Siguieron The Tower, Death is just a feeling, la exquisita Lost in Space ("la prensa metalera en Alemania dijo que esta rola era pop. Me vale madre lo que digan, es una rolota y se las dedico" Samett), In quest for, Runaway train, Dying for an angel, Stargazers, Farewell y finalmente, cuando tocaron The Wicked Symphony, salió Kai Hansen (según yo, aunque podría haber sido hasta Toy Master), que era el único que no había aparecido.
Sobra decir que cuando se juntaron Hansen y Kiske el Circo se volvió a caer. The Toy Master, Shelter from the rain, Avantasia con todos fuera y un popurrí de Sign of the Cross y The seven angels dieron fin al mágico encuentro. Cuando los presentó a todos, Tobías hacía alguna referencia a cada cual. Una vez más el más aplaudido (y por mucho) fue Kiske, seguido de Hansen. Cuando el Circo se volció a caer en aplausos y gritos para el ex cantante de Helloween, éste se hincó, besó el suelo y agradeció nuevamente. Muy emotivo en verdad. Hansen hizo algo similar pero exagerándolo, como en tono de burla pero en buiena onda. Además cuando Samett lo presentó, no lo encontraba en el escenario. Esa fue la nota chusca de la noche.
En general fue un concierto que cumplió las expectativas, y que para mi gusto incluso las superó. Había mucho más gente que la vez anterior, duró 2 horas y treinta y cinco minutos, vaya, creo que no hay nada que realmente se púeda decir que no estuvo a la altura de la expectativa.
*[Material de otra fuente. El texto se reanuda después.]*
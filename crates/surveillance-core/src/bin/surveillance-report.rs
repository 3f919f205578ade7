//! Surveillance report CLI
//!
//! Prints surveillance views from a database file as JSON.
//!
//! Usage:
//!   surveillance-report --db <file> national
//!   surveillance-report --db <file> --role veterinarian --sector <s> ... dashboard
//!   surveillance-report --db <file> geo [--severity <s>] [--species <s>] [--mapped]
//!   surveillance-report --db <file> search-animals <query>
//!   surveillance-report --db <file> animals [--page <n>] [--limit <n>] [--search <s>]

use anyhow::{anyhow, Context, Result};
use clap::{Parser, Subcommand};
use std::path::PathBuf;
use tracing_subscriber::EnvFilter;

use surveillance_core::{
    AnimalPageQuery, Caller, Database, EngineConfig, GeoFeedFilter, PresentationStatus, Role,
    Severity, Surveillance,
};

#[derive(Parser)]
#[command(name = "surveillance-report")]
#[command(version)]
#[command(about = "Print livestock surveillance views as JSON", long_about = None)]
struct Cli {
    #[command(subcommand)]
    command: Commands,

    /// SQLite database file
    #[arg(long)]
    db: PathBuf,

    /// TOML configuration file
    #[arg(short, long)]
    config: Option<PathBuf>,

    /// User the report is run as
    #[arg(long, default_value = "cli")]
    user: String,

    /// veterinarian, admin or super_admin
    #[arg(long, default_value = "super_admin")]
    role: String,

    #[arg(long)]
    province: Option<String>,

    #[arg(long)]
    district: Option<String>,

    #[arg(long)]
    sector: Option<String>,

    /// Pretty-print output
    #[arg(long)]
    pretty: bool,
}

#[derive(Subcommand)]
enum Commands {
    /// Country-wide rollups and trends (super_admin only)
    National,

    /// Dashboard for the caller's area
    Dashboard,

    /// Case map feed
    Geo {
        #[arg(long)]
        species: Option<String>,

        /// mild, moderate, severe or critical
        #[arg(long)]
        severity: Option<String>,

        /// active, treated, recovered or deceased
        #[arg(long)]
        status: Option<String>,

        /// Only cases with coordinates
        #[arg(long)]
        mapped: bool,
    },

    /// Search animals by tag, owner or breed
    SearchAnimals { query: String },

    /// Search cases by report id, disease or animal
    SearchCases { query: String },

    /// Distinct owner names in the caller's area
    Owners,

    /// Page through every animal (super_admin only)
    Animals {
        #[arg(long, default_value_t = 1)]
        page: usize,

        /// Page size; defaults to the configured page size
        #[arg(long)]
        limit: Option<usize>,

        #[arg(long)]
        search: Option<String>,
    },
}

fn main() -> Result<()> {
    tracing_subscriber::fmt()
        .with_env_filter(EnvFilter::try_from_default_env().unwrap_or_else(|_| EnvFilter::new("info")))
        .with_writer(std::io::stderr)
        .init();

    let cli = Cli::parse();

    let config = EngineConfig::load(cli.config.as_deref()).context("loading configuration")?;
    let hierarchy = config.hierarchy().context("loading location hierarchy")?;
    let db = Database::open(&cli.db)
        .with_context(|| format!("opening database {}", cli.db.display()))?;

    let role = Role::parse(&cli.role).ok_or_else(|| anyhow!("unknown role {:?}", cli.role))?;
    let (province, district) = (cli.province.clone(), cli.district.clone());
    let mut caller = Caller::from_profile(cli.user, role, cli.province, cli.district, cli.sector);
    caller.scope = hierarchy
        .complete_scope(&caller.scope)
        .context("placing the caller's sector")?;
    let service = Surveillance::new(&db, &config, &hierarchy);

    let value = match cli.command {
        Commands::National => serde_json::to_value(service.get_national_overview(Some(&caller))?)?,
        Commands::Dashboard => serde_json::to_value(service.get_scoped_dashboard(Some(&caller))?)?,
        Commands::Geo {
            species,
            severity,
            status,
            mapped,
        } => {
            let filter = GeoFeedFilter {
                species,
                severity: severity
                    .map(|s| Severity::parse(&s).ok_or_else(|| anyhow!("unknown severity {:?}", s)))
                    .transpose()?,
                status: status
                    .map(|s| {
                        PresentationStatus::parse(&s).ok_or_else(|| anyhow!("unknown status {:?}", s))
                    })
                    .transpose()?,
                require_coordinates: mapped,
                ..Default::default()
            };
            serde_json::to_value(service.get_geo_feed(Some(&caller), &filter)?)?
        }
        Commands::SearchAnimals { query } => {
            serde_json::to_value(service.search_animals(Some(&caller), &query)?)?
        }
        Commands::SearchCases { query } => {
            serde_json::to_value(service.search_cases(Some(&caller), &query)?)?
        }
        Commands::Owners => serde_json::to_value(service.list_owners(Some(&caller))?)?,
        Commands::Animals {
            page,
            limit,
            search,
        } => {
            let query = AnimalPageQuery {
                page: Some(page),
                limit,
                province,
                district,
                search,
            };
            serde_json::to_value(service.list_animals_page(Some(&caller), &query)?)?
        }
    };

    let out = if cli.pretty {
        serde_json::to_string_pretty(&value)?
    } else {
        serde_json::to_string(&value)?
    };
    println!("{}", out);
    Ok(())
}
Por ahí en algún momento un glóbulo me platicaba algunas de sus visiones. Lo único malo era que yo escucho poco. Acercaba mi oído a su boca para escucharlo mejor pero él se alejaba jajajaja. Lo que pude pescar era que estaba muy contento. me decía que aunque no es una banda formal, lo de Avantasia podría ser algo que llene el hueco que deja Judas Priest, o que por lo menos está a la altura del reto. Que Dickinson hablaba bien de Samett (lo cual a mi me da igual por cierto, Dickinson es más bien bastante mamila) y algo más. Pero lo recuerdo y lo escribo porque él también estaba contento con el espectáculo. Creo que su felicidad era representativa de lo que ahí aconteció, los de abajo, los de grada, todo se involucraron, todos cantaron (me sorprendió que la mayoría de la gente coreó la mayoría de las rolas), todos gritaron.
Hermosa noche que probablemente no se repita pronto, así que habrá que atesorarla.
Por cierto, los dos anuncios que más prendieron a la gente (y era de esperarse por el tipo de conciertos que son) fueron Kamelot y WarCry. Me parece que ambos tienen con qué ser buenas entradas en 2011. También se anunció a Katatonia, pero según yo en abril, y eso está mal, la fecha correcta es 20 de febrero.